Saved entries
● ● ● ● ● ● ●

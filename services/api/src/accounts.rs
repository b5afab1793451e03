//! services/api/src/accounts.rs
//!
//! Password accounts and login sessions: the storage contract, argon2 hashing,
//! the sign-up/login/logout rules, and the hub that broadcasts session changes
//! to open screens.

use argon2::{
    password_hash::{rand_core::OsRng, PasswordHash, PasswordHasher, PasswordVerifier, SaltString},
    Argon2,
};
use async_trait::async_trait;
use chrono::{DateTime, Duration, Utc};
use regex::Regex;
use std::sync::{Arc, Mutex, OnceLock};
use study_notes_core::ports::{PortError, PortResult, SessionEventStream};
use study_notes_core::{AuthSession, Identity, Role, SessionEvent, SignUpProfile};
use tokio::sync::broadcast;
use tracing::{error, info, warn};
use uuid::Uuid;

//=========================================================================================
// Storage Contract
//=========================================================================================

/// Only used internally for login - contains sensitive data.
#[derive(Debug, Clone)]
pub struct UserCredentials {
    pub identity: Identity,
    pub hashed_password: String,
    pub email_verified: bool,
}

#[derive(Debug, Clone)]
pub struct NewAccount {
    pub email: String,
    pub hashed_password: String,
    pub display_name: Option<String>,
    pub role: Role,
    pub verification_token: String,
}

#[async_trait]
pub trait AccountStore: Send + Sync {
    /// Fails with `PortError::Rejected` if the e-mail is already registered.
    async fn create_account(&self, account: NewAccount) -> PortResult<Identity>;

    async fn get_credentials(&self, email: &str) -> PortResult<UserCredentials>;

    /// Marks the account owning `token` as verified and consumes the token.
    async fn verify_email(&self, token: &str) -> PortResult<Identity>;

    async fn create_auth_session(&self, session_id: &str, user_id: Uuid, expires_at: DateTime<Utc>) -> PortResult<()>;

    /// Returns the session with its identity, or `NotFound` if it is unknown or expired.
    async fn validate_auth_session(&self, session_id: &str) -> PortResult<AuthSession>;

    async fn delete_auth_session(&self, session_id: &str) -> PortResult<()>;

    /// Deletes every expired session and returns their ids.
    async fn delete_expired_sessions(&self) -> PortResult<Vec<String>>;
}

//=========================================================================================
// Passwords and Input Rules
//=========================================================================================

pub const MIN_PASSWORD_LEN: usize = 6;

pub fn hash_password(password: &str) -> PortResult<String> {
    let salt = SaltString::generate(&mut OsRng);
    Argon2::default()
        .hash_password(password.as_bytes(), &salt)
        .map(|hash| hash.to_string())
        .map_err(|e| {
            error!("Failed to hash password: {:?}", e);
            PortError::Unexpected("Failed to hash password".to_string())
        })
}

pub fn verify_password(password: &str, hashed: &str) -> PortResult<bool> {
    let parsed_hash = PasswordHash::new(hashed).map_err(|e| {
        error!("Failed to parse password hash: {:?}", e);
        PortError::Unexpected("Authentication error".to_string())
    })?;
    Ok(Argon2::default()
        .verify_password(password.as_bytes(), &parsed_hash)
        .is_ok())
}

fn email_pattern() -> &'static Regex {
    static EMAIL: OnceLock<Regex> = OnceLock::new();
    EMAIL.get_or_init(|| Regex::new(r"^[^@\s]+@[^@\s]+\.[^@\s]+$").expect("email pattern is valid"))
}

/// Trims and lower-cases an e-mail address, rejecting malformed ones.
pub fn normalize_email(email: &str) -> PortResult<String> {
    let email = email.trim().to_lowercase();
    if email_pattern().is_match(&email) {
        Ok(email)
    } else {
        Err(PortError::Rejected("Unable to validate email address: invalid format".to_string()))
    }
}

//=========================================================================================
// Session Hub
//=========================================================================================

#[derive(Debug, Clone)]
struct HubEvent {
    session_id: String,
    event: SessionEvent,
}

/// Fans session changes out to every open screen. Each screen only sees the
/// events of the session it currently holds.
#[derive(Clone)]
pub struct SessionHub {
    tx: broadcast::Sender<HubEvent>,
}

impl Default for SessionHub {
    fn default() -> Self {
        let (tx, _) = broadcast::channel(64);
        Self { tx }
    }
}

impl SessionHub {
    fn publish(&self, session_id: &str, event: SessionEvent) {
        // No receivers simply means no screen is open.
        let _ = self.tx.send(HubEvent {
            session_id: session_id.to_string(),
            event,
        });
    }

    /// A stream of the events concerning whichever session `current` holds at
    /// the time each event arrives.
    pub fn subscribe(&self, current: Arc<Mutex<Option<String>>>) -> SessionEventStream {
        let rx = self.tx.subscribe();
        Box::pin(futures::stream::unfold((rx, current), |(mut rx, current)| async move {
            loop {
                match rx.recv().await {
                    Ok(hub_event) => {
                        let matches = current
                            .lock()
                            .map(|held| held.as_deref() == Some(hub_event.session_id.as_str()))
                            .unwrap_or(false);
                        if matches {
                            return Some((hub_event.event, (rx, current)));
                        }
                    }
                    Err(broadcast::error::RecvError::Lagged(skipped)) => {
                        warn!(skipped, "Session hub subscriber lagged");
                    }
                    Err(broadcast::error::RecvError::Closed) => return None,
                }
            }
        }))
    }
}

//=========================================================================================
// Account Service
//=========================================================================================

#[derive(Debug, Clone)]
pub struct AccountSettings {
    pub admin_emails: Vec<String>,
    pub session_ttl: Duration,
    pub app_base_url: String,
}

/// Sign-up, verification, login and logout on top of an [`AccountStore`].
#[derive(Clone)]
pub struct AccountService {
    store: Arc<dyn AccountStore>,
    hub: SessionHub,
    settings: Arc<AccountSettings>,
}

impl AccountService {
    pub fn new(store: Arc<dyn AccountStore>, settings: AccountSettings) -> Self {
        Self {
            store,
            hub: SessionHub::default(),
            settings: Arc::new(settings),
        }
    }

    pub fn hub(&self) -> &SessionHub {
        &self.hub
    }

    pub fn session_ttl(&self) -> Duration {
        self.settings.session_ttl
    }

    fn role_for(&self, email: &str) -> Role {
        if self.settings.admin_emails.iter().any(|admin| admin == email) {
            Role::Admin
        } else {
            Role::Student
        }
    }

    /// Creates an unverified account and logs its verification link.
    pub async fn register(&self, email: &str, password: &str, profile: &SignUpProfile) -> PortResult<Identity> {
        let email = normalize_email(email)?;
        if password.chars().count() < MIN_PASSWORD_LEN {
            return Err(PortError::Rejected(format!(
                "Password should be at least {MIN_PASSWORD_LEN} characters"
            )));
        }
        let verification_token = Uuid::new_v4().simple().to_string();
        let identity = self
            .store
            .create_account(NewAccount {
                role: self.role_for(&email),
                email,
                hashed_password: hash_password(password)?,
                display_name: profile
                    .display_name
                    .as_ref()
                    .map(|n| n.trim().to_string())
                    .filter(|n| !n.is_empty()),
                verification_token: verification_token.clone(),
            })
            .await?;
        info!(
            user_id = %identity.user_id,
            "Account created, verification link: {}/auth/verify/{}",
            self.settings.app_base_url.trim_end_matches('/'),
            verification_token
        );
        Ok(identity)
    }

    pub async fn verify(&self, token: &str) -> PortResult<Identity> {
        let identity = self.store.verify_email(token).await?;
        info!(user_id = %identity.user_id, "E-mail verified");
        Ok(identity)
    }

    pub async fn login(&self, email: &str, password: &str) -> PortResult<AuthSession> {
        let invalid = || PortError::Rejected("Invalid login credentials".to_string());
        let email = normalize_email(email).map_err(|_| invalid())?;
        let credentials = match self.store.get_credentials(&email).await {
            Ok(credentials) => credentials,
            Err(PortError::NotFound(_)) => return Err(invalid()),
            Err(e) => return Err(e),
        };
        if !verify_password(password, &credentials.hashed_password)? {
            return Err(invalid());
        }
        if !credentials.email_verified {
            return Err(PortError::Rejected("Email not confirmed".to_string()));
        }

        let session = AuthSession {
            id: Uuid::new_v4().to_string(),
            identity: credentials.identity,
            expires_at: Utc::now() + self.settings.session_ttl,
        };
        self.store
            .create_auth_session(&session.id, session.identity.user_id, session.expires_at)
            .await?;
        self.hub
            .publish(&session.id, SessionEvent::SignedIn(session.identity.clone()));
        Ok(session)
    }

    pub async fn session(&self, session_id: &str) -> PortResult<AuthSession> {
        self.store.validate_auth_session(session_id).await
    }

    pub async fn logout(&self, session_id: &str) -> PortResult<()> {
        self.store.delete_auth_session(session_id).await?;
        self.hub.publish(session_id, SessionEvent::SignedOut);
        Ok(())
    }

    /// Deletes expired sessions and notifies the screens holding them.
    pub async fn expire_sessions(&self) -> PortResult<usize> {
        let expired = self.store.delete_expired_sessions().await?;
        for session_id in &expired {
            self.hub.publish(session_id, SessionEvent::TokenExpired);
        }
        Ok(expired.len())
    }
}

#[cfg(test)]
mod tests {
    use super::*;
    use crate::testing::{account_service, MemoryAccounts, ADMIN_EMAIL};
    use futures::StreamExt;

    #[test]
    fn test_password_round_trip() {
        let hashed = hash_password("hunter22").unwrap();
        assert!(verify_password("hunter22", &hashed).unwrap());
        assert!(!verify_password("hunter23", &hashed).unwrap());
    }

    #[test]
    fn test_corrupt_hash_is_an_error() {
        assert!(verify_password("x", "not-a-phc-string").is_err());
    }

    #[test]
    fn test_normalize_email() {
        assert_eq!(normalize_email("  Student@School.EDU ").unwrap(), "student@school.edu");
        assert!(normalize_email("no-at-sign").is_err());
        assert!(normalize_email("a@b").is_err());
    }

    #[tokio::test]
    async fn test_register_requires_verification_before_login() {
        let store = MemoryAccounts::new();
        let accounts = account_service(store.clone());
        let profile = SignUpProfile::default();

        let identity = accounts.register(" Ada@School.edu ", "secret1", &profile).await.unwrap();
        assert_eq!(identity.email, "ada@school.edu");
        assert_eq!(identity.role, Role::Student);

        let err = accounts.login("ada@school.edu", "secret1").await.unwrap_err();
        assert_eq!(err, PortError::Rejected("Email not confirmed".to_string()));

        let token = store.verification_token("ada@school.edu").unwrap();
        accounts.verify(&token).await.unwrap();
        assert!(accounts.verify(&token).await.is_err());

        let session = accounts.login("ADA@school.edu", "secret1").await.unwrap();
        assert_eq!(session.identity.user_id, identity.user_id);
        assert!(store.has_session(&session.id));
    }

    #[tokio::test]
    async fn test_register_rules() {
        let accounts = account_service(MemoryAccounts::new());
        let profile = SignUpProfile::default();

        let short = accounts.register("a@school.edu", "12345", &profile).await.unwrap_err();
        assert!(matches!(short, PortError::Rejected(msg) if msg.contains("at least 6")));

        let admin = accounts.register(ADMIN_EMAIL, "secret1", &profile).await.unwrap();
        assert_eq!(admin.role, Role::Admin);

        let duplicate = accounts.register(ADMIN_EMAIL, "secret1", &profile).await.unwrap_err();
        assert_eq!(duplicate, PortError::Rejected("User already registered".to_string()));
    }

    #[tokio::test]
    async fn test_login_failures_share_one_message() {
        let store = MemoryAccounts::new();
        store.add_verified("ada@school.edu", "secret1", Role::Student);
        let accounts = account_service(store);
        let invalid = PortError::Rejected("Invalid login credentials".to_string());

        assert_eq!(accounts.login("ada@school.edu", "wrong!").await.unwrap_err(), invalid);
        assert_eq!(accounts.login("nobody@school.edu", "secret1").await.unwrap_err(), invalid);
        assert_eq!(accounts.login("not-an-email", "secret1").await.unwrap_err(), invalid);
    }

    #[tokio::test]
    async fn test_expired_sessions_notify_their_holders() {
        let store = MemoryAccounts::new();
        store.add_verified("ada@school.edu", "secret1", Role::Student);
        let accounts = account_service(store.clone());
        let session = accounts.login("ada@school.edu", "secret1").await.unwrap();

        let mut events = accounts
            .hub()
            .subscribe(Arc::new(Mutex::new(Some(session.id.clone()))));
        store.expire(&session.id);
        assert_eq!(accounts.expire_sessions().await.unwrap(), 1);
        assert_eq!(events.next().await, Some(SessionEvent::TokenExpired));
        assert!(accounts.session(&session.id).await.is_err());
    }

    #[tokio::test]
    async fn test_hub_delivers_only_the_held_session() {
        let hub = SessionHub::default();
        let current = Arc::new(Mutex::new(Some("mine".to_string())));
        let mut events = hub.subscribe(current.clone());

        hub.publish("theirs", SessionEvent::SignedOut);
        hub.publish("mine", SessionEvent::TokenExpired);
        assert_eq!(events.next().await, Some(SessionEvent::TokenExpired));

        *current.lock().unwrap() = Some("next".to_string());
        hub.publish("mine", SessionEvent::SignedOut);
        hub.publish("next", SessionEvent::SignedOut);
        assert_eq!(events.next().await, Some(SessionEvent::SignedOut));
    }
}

● ● ● ● ● ● ●

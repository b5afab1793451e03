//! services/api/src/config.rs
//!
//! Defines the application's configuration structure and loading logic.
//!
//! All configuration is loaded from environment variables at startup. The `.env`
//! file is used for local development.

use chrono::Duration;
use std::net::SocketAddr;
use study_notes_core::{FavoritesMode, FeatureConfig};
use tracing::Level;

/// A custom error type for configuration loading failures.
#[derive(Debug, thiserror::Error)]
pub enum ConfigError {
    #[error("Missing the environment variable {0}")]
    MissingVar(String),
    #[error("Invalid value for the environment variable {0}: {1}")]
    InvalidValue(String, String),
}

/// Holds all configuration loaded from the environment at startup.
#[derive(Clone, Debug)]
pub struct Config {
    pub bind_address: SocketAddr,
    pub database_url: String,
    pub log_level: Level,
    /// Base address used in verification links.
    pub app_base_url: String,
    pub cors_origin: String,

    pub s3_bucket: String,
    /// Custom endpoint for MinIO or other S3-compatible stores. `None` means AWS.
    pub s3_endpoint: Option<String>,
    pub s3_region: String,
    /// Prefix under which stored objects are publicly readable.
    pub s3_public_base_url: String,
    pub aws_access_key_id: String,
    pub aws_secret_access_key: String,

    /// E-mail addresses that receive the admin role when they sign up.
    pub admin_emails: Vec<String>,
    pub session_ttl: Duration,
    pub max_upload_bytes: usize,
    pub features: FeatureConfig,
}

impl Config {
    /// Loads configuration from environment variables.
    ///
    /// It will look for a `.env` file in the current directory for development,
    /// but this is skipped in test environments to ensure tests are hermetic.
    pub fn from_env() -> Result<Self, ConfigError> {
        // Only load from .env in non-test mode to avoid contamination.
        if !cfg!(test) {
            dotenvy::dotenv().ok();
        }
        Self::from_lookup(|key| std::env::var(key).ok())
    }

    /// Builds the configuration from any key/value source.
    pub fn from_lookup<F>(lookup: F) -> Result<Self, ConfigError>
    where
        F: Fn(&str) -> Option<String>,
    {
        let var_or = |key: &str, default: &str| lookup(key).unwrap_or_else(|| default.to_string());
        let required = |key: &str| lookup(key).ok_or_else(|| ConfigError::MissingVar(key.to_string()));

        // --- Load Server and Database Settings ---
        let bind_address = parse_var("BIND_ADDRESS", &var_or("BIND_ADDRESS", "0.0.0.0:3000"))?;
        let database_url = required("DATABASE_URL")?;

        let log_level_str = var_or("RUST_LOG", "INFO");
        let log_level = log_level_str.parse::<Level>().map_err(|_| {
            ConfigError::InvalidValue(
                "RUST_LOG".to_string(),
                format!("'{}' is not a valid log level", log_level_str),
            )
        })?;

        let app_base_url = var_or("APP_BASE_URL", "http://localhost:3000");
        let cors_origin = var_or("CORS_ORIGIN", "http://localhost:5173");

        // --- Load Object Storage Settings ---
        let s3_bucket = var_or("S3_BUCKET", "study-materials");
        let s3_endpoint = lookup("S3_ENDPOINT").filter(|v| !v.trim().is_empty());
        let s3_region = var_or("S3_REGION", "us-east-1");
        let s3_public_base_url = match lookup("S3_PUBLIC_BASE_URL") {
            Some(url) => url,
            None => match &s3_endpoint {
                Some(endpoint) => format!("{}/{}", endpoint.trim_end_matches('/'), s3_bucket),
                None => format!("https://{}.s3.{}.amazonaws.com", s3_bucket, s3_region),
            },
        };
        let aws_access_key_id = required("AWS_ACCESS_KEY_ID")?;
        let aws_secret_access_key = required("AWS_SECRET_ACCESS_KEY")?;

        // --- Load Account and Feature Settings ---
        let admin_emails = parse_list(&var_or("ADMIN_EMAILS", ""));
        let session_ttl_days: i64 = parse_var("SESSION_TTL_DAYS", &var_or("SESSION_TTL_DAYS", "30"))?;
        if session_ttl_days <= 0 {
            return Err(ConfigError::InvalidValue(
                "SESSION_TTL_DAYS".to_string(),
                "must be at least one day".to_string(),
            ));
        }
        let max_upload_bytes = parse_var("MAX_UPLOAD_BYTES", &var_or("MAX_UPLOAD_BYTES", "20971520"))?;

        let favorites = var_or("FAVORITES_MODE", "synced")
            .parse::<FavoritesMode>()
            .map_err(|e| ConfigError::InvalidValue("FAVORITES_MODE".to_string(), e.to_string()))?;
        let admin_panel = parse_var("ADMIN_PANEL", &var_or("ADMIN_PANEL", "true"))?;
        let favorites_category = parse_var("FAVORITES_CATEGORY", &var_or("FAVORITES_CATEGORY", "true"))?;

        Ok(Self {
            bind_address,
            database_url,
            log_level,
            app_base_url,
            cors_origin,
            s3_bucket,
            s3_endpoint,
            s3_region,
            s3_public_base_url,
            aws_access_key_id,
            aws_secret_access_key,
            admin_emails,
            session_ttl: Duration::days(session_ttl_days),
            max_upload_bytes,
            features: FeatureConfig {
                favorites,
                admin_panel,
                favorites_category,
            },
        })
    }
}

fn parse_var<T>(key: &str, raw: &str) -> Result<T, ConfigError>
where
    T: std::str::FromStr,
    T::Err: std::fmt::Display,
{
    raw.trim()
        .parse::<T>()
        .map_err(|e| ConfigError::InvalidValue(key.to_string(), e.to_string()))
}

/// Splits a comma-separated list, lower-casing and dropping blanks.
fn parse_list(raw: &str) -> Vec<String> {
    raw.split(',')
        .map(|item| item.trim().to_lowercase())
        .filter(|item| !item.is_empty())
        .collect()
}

● ● ● ● ● ● ●

## WHAT TO PRODUCE
Look above for the line with "assert_eq!(admin.role, Role::Admin);"; retype exactly that line, every line after it up to the line with "async fn test_login_failures_share_one_message()", and that line too, nothing else.

## TASK SOLUTION
        assert_eq!(admin.role, Role::Admin);

        let duplicate = accounts.register(ADMIN_EMAIL, "secret1", &profile).await.unwrap_err();
        assert_eq!(duplicate, PortError::Rejected("User already registered".to_string()));
    }

    #[tokio::test]
    async fn test_login_failures_share_one_message() {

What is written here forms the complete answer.